— Task requirements —
All that should come back is the lines of the data below from the one containing "data.require_columns(&[SYMBOL, DATE, VALUE])?;" to the one containing "let values = columns::floats(data, VALUE)?;", inclusive, exactly as they stand.

— Records for this exercise —
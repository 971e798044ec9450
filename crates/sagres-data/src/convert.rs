//! Long-format frames to typed price histories and panels.
//!
//! Every layout has one row per `(symbol, date)`. Rows with a null symbol, date
//! or value are dropped; a later row for the same `(symbol, date)` replaces an
//! earlier one.

use std::collections::BTreeMap;

use sagres_traits::{
    Date, FactorPanel, MarketCapPanel, MarketData, Panel, PriceBar, PriceSeries, Result,
    SagresError, Symbol,
};
use tracing::{debug, warn};

use crate::columns::{
    self, ADJUSTED_CLOSE, CLOSE, DATE, FACTOR_NAME, MARKET_CAP, SYMBOL, VALUE, VOLUME,
};

/// Price histories from `symbol, date, adjusted_close[, volume]`.
///
/// `close` is accepted when `adjusted_close` is absent. Rows with a non-finite
/// close are dropped with a warning.
///
/// # Errors
///
/// - [`SagresError::MissingColumn`] if a required column is absent
/// - [`SagresError::InvalidDate`] for an unparseable date
/// - [`SagresError::InsufficientData`] if no row survives
pub fn prices_from_frame(data: &MarketData) -> Result<BTreeMap<Symbol, PriceSeries>> {
    let price_column = if data.has_column(ADJUSTED_CLOSE) {
        ADJUSTED_CLOSE
    } else if data.has_column(CLOSE) {
        CLOSE
    } else {
        return Err(SagresError::MissingColumn(ADJUSTED_CLOSE.to_string()));
    };
    data.require_columns(&[SYMBOL, DATE])?;

    let symbols = columns::strings(data, SYMBOL)?;
    let dates = columns::dates(data, DATE)?;
    let closes = columns::floats(data, price_column)?;
    let volumes = if data.has_column(VOLUME) {
        columns::floats(data, VOLUME)?
    } else {
        vec![None; data.len()]
    };

    let mut bars: BTreeMap<Symbol, BTreeMap<Date, PriceBar>> = BTreeMap::new();
    let mut dropped = 0usize;
    for (((symbol, date), close), volume) in symbols.into_iter().zip(dates).zip(closes).zip(volumes)
    {
        let (Some(symbol), Some(date), Some(close)) = (symbol, date, close) else {
            dropped += 1;
            continue;
        };
        if !close.is_finite() {
            warn!(%symbol, %date, close, "dropping non-finite close");
            dropped += 1;
            continue;
        }
        bars.entry(symbol).or_default().insert(
            date,
            PriceBar {
                date,
                adjusted_close: close,
                volume: volume.filter(|v| v.is_finite()),
            },
        );
    }
    if dropped > 0 {
        debug!(dropped, "dropped incomplete price rows");
    }

    let prices: BTreeMap<Symbol, PriceSeries> = bars
        .into_iter()
        .map(|(symbol, bars)| Ok((symbol, PriceSeries::new(bars.into_values().collect())?)))
        .collect::<Result<_>>()?;
    if prices.is_empty() {
        return Err(SagresError::insufficient("price frame", 1, 0));
    }
    Ok(prices)
}

/// A panel from `symbol, date, <value_column>`.
pub fn panel_from_frame(data: &MarketData, value_column: &str) -> Result<Panel> {
    data.require_columns(&[SYMBOL, DATE, value_column])?;
    let symbols = columns::strings(data, SYMBOL)?;
    let dates = columns::dates(data, DATE)?;
    let values = columns::floats(data, value_column)?;

    let mut panel = Panel::new();
    for ((symbol, date), value) in symbols.into_iter().zip(dates).zip(values) {
        if let (Some(symbol), Some(date), Some(value)) = (symbol, date, value) {
            panel.insert_value(date, symbol, value);
        }
    }
    Ok(panel)
}

/// Market caps from `symbol, date, market_cap`.
pub fn market_caps_from_frame(data: &MarketData) -> Result<MarketCapPanel> {
    panel_from_frame(data, MARKET_CAP)
}

/// Factor panels by name from `symbol, date, factor_name, value`.
///
/// Without a `factor_name` column the whole frame is one factor called
/// `default_name`.
pub fn factors_from_frame(
    data: &MarketData,
    default_name: &str,
) -> Result<BTreeMap<String, FactorPanel>> {
    if !data.has_column(FACTOR_NAME) {
        let panel = panel_from_frame(data, VALUE)?;
        return Ok(BTreeMap::from([(default_name.to_string(), panel)]));
    }

    data.require_columns(&[SYMBOL, DATE, VALUE])?;
    let names = columns::strings(data, FACTOR_NAME)?;
    let symbols = columns::strings(data, SYMBOL)?;
    let dates = columns::dates(data, DATE)?;
    let values = columns::floats(data, VALUE)?;

    let mut panels: BTreeMap<String, FactorPanel> = BTreeMap::new();
    for (((name, symbol), date), value) in names.into_iter().zip(symbols).zip(dates).zip(values) {
        if let (Some(name), Some(symbol), Some(date), Some(value)) = (name, symbol, date, value) {
            panels.entry(name).or_default().insert_value(date, symbol, value);
        }
    }
    Ok(panels)
}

— Task solution —
    data.require_columns(&[SYMBOL, DATE, VALUE])?;
    let names = columns::strings(data, FACTOR_NAME)?;
    let symbols = columns::strings(data, SYMBOL)?;
    let dates = columns::dates(data, DATE)?;
    let values = columns::floats(data, VALUE)?;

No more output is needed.